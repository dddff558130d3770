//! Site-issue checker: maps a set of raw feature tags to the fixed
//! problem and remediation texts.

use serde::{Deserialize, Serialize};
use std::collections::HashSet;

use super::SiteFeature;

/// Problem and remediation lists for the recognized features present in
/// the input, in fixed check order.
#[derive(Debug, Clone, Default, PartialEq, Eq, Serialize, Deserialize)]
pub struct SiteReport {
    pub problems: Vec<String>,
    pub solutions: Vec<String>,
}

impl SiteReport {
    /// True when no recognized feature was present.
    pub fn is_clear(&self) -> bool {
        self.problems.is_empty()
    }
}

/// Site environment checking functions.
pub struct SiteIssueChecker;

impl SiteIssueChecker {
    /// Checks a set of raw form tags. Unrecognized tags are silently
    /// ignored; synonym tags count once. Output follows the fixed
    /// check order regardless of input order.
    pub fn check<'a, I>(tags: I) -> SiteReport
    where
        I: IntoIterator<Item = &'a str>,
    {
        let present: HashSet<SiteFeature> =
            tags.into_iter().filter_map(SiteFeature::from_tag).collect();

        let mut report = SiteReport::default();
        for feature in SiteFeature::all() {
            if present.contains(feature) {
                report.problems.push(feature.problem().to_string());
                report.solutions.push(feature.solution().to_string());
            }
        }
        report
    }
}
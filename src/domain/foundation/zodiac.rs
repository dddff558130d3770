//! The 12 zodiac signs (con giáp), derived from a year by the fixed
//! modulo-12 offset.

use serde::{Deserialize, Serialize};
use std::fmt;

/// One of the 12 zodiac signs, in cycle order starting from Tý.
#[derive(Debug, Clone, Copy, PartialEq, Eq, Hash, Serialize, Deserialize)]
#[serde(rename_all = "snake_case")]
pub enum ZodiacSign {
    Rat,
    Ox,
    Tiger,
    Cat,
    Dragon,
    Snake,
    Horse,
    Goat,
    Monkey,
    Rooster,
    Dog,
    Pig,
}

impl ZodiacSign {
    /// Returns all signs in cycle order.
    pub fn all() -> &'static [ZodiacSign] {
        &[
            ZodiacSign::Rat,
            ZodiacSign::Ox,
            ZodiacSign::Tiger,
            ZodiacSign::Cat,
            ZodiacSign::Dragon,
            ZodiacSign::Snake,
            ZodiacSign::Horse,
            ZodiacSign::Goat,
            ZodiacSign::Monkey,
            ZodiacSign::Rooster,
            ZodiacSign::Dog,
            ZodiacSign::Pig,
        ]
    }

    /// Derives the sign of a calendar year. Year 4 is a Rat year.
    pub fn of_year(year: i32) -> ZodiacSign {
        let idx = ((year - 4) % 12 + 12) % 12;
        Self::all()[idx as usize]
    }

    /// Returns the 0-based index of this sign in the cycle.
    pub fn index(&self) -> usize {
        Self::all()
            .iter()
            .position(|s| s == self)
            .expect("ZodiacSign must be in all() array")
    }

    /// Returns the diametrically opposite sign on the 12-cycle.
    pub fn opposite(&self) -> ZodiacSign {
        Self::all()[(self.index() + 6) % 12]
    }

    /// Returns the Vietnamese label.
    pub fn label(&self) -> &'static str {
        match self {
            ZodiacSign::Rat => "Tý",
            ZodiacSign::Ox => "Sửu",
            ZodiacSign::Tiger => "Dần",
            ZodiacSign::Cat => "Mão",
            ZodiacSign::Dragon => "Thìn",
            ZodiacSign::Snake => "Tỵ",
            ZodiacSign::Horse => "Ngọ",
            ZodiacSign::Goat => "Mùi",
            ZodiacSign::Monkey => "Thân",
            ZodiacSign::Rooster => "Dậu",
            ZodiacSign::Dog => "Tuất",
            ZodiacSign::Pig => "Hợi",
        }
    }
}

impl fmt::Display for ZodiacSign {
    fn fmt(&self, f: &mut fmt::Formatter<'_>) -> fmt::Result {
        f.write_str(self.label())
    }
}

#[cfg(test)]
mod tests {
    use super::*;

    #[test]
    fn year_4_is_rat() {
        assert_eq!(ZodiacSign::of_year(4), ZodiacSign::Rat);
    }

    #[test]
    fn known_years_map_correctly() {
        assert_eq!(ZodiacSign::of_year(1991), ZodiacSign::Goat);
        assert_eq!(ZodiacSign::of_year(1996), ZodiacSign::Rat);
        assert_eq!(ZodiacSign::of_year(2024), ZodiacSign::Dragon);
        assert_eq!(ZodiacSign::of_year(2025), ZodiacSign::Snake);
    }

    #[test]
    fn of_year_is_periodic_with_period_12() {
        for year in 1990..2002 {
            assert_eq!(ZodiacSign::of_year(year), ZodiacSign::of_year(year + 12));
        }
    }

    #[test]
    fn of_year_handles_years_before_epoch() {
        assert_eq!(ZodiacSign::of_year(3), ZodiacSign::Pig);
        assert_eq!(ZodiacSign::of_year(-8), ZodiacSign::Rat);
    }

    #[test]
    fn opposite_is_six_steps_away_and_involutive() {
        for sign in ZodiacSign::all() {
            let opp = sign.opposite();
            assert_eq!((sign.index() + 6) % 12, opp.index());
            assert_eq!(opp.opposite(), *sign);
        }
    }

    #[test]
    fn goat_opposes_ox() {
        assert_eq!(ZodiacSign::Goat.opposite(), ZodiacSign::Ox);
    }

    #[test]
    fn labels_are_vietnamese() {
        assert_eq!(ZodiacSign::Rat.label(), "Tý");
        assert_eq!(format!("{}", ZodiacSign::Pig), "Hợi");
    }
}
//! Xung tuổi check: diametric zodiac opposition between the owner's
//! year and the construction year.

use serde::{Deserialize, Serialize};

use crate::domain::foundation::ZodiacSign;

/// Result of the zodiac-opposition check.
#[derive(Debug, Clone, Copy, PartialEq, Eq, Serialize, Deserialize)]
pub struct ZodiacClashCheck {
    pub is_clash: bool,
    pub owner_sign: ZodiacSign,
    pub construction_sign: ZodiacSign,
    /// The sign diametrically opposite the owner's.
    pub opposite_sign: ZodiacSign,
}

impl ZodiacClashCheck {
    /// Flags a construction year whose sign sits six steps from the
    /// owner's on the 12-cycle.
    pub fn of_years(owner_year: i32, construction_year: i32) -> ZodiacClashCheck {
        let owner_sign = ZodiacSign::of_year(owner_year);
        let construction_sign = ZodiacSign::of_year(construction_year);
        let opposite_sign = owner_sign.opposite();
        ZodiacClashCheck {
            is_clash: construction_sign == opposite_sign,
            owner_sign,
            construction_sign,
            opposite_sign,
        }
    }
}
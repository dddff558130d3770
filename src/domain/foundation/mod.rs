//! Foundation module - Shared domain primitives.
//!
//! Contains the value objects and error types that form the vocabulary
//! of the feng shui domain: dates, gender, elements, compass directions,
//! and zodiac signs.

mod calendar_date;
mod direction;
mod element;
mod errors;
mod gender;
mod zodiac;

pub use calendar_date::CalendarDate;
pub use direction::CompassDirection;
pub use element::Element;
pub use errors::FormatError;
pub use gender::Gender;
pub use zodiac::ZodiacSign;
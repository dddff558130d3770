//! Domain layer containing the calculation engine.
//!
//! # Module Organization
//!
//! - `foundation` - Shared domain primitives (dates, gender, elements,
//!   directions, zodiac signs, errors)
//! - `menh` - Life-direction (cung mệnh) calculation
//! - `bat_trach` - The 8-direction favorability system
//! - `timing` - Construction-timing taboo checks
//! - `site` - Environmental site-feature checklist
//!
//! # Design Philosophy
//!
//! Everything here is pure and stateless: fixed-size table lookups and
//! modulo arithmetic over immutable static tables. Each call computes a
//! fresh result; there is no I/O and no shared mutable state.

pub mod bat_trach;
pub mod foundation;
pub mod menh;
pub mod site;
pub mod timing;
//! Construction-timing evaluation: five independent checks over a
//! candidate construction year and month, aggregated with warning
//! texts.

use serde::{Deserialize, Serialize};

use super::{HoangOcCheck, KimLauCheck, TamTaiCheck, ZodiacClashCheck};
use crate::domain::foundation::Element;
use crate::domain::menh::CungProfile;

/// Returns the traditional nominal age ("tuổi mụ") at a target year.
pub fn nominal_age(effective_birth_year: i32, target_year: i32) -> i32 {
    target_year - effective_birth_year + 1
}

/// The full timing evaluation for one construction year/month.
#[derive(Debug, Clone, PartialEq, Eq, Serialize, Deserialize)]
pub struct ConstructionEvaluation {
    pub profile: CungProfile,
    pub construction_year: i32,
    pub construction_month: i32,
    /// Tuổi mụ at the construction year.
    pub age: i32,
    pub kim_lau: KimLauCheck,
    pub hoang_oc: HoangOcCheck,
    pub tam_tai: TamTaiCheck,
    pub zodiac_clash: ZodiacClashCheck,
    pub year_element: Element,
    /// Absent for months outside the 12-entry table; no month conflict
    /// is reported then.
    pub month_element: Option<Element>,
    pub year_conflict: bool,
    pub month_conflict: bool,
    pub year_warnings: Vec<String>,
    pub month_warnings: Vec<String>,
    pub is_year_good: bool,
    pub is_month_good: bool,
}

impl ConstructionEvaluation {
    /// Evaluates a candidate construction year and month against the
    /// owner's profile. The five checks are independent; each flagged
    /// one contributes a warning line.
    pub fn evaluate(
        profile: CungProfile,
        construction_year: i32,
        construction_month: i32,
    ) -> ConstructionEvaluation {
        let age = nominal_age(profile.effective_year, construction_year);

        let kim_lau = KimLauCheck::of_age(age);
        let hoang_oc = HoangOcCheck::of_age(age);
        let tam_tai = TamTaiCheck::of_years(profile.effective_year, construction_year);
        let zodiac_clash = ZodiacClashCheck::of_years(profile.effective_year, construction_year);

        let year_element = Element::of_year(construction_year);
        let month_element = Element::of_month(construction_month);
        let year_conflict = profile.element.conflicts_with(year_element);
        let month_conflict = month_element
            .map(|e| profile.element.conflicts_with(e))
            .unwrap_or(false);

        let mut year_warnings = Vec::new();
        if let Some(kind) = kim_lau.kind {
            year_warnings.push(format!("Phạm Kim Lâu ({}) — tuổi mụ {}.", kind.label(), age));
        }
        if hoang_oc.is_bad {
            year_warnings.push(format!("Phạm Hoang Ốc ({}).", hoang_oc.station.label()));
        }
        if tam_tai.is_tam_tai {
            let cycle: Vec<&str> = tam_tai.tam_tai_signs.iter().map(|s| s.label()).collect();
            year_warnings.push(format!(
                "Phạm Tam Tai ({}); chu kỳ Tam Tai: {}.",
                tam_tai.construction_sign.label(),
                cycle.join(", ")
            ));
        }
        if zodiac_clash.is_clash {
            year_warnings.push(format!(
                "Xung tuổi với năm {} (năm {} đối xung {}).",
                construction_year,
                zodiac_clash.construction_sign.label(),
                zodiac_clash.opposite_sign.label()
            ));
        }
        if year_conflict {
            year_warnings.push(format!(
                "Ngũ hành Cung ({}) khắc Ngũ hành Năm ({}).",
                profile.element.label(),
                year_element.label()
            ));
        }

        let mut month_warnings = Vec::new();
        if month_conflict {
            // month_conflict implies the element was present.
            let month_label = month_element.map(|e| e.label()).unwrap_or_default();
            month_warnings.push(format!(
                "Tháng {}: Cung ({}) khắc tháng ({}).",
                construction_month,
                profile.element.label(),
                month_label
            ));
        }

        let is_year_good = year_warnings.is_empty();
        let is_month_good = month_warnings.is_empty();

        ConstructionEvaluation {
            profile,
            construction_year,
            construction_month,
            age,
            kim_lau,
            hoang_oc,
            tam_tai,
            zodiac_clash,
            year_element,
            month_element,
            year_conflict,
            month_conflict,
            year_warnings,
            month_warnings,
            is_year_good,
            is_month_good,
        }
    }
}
————————
Search the entries for the word "input", then copy every line in which it is found.

» Solution:
/// the input, in fixed check order.
    /// check order regardless of input order.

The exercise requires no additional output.